This code:
double x = 2.0;
for(int i = 1 ; i<1024 ; i+=i) {
Console.WriteLine( String.Format( "2^{0} = {1:F0}", i, x ) );
x*=x;
}
Outputs:
2^1 = 2
2^2 = 4
2^4 = 16
2^8 = 256
2^16 = 65536
2^32 = 4294967296
2^64 = 18446744073709600000
2^128 = 340282366920938000000000000000000000000
2^256 = 115792089237316000000000000000000000000000000000000000000000000000000000000000
2^512 = 13407807929942600000000000000000000000000000000000000000000000000000000000000000000000000000000000000000000000000000000000000000000000000000000000000000000
I thought that double's formula is sign * 2 ^ exponent * fraction
; To Illustrate my situation; With setting the fraction
to 0.5
, the sign to positive, and by setting exponent
to any value between -1024
to 1023
, I can present any 2^n
number that is in the exponent
's range; What is wrong with this deduction?

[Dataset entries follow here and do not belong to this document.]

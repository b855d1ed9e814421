use async_trait::async_trait;
use serde::Deserialize;
use serde_json::{json, Map, Value};
use std::sync::Mutex;
use std::time::Duration;
use tokio_test::{assert_err, assert_ok};

use evidence_export::api_client::QueryExecutor;
use evidence_export::batch_aggregator::BatchAggregator;
use evidence_export::error::{FetchError, TransportError};

const PATH: &str = "data.target.items";

#[derive(Debug, Deserialize, PartialEq)]
struct Item {
    id: usize,
}

/// Serves `total` items in pages. Later pages answer sooner so arrival order is reversed.
struct PagedServer {
    total: usize,
    fail_on_page: Option<usize>,
    // (page index, count reported, rows actually returned) overrides
    drift: Option<(usize, usize, usize)>,
    requests: Mutex<Vec<Map<String, Value>>>,
}

impl PagedServer {
    fn new(total: usize) -> Self {
        PagedServer {
            total,
            fail_on_page: None,
            drift: None,
            requests: Mutex::new(Vec::new()),
        }
    }

    fn request_count(&self) -> usize {
        self.requests.lock().unwrap().len()
    }
}

#[async_trait]
impl QueryExecutor for PagedServer {
    async fn execute(&self, _query: &str, variables: &Map<String, Value>) -> Result<Value, TransportError> {
        self.requests.lock().unwrap().push(variables.clone());
        let index = variables["index"].as_u64().unwrap() as usize;
        let size = variables["size"].as_u64().unwrap() as usize;

        let pages = self.total.div_ceil(size.max(1)).max(1);
        tokio::time::sleep(Duration::from_millis(((pages - index.min(pages)) * 3) as u64)).await;

        if self.fail_on_page == Some(index) {
            return Err(TransportError::Status {
                status: 502,
                url: "http://mock/graphql".to_string(),
            });
        }

        let start = (index * size).min(self.total);
        let mut end = ((index + 1) * size).min(self.total);
        let mut count = self.total;
        if let Some((page, reported, returned)) = self.drift {
            if page == index {
                count = reported;
                end = start + returned;
            }
        }
        let rows: Vec<Value> = (start..end).map(|id| json!({ "id": id })).collect();
        Ok(json!({ "data": { "target": { "items": { "count": count, "rows": rows } } } }))
    }
}

fn filters() -> Map<String, Value> {
    let mut vars = Map::new();
    vars.insert("ensemblId".to_string(), json!("ENSG00000157764"));
    vars
}

#[tokio::test]
async fn returns_every_item_for_stable_counts() {
    for (total, page_size) in [(1, 1), (7, 3), (10, 10), (23, 5), (4, 50)] {
        let server = PagedServer::new(total);
        let result = assert_ok!(
            BatchAggregator::new(&server, "query", filters(), PATH)
                .page_size(page_size)
                .concurrency(3)
                .fetch_all::<Item>()
                .await
        );
        assert_eq!(result.items.len(), total, "total={} page_size={}", total, page_size);
        assert_eq!(server.request_count(), total.div_ceil(page_size));
    }
}

#[tokio::test]
async fn zero_count_issues_a_single_request() {
    let server = PagedServer::new(0);
    let result = assert_ok!(
        BatchAggregator::new(&server, "query", filters(), PATH)
            .page_size(10)
            .fetch_all::<Item>()
            .await
    );
    assert!(result.items.is_empty());
    assert_eq!(server.request_count(), 1);
}

#[tokio::test]
async fn pages_are_concatenated_in_index_order() {
    let server = PagedServer::new(40);
    let result = assert_ok!(
        BatchAggregator::new(&server, "query", filters(), PATH)
            .page_size(4)
            .concurrency(10)
            .fetch_all::<Item>()
            .await
    );
    let ids: Vec<usize> = result.items.iter().map(|i| i.id).collect();
    assert_eq!(ids, (0..40).collect::<Vec<_>>());
}

#[tokio::test]
async fn first_page_carries_caller_variables() {
    let server = PagedServer::new(3);
    assert_ok!(
        BatchAggregator::new(&server, "query", filters(), PATH)
            .page_size(25)
            .fetch_all::<Item>()
            .await
    );
    let requests = server.requests.lock().unwrap();
    assert_eq!(requests[0]["index"], json!(0));
    assert_eq!(requests[0]["size"], json!(25));
    assert_eq!(requests[0]["ensemblId"], json!("ENSG00000157764"));
}

#[tokio::test]
async fn failing_page_aborts_the_aggregation() {
    for failing in [0, 1, 3] {
        let mut server = PagedServer::new(20);
        server.fail_on_page = Some(failing);
        let err = assert_err!(
            BatchAggregator::new(&server, "query", filters(), PATH)
                .page_size(5)
                .concurrency(2)
                .fetch_all::<Item>()
                .await
        );
        assert!(
            matches!(err, FetchError::Transport(TransportError::Status { status: 502, .. })),
            "page {} produced {:?}",
            failing,
            err
        );
    }
}

#[tokio::test]
async fn zero_page_size_is_rejected_without_requests() {
    let server = PagedServer::new(5);
    let err = assert_err!(
        BatchAggregator::new(&server, "query", filters(), PATH)
            .page_size(0)
            .fetch_all::<Item>()
            .await
    );
    assert!(matches!(err, FetchError::InvalidPageSize));
    assert_eq!(server.request_count(), 0);
}

#[tokio::test]
async fn count_drift_is_not_masked() {
    let mut server = PagedServer::new(10);
    // The second page comes back short after a server-side delete.
    server.drift = Some((1, 7, 2));
    let result = assert_ok!(
        BatchAggregator::new(&server, "query", filters(), PATH)
            .page_size(5)
            .fetch_all::<Item>()
            .await
    );
    assert_eq!(result.items.len(), 7);
    assert_eq!(server.request_count(), 2);
}

#[tokio::test]
async fn missing_result_path_is_reported() {
    let server = PagedServer::new(3);
    let err = assert_err!(
        BatchAggregator::new(&server, "query", filters(), "data.target.somethingElse")
            .fetch_all::<Item>()
            .await
    );
    assert!(matches!(err, FetchError::MissingPath { .. }));
}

Is the formula incomplete?
A double
can represent powers of 2 exactly, as demonstrated by the following code (which uses Jon Skeet's DoubleConverter
class):
Console.WriteLine(String.Format("2^{0} = {1}", i, DoubleConverter.ToExactString(x)));
For the F0 specifier, why did the .NET designers choose to round the value off after the 15 most significant decimal digits?
My guess: Displaying the exact value (such as 18446744073709551616) might imply that the double
is precise to all those digits, when in fact a double
cannot distinguish between that value and 18446744073709600000. Also, displaying a rounded value is consistent with exponential notation: 1.84467440737096E+19.